Task to carry out
Below are the records; count how many of their lines hold the string "bool" and give the number alone.

Material for this exercise
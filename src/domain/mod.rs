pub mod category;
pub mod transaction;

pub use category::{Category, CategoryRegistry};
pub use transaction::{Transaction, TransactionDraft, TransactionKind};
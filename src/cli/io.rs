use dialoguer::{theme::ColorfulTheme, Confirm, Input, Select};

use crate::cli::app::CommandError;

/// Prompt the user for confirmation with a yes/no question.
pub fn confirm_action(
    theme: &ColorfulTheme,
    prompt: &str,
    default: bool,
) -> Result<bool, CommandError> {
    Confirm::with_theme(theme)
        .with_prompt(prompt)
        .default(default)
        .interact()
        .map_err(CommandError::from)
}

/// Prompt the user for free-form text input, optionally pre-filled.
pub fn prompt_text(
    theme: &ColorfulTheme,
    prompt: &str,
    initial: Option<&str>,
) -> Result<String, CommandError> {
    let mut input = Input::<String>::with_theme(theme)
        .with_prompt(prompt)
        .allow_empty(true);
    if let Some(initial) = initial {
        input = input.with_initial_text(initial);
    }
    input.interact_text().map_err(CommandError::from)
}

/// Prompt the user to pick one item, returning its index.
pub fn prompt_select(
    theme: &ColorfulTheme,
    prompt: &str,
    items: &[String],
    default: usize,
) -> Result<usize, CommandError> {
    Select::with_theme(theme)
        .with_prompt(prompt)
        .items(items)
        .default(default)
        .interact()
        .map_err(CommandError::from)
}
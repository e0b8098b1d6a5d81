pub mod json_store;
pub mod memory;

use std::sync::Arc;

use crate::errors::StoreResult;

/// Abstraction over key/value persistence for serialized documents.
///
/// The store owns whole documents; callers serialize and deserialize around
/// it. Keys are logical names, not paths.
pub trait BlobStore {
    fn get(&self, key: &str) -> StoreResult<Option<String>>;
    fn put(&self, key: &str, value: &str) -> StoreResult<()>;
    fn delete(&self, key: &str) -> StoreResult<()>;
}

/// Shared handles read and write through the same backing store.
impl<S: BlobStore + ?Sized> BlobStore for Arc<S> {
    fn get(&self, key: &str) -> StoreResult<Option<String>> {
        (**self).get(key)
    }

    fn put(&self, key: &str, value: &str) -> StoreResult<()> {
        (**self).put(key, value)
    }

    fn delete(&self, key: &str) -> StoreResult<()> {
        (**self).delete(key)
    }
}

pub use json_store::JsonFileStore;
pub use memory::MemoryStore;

Answer below
2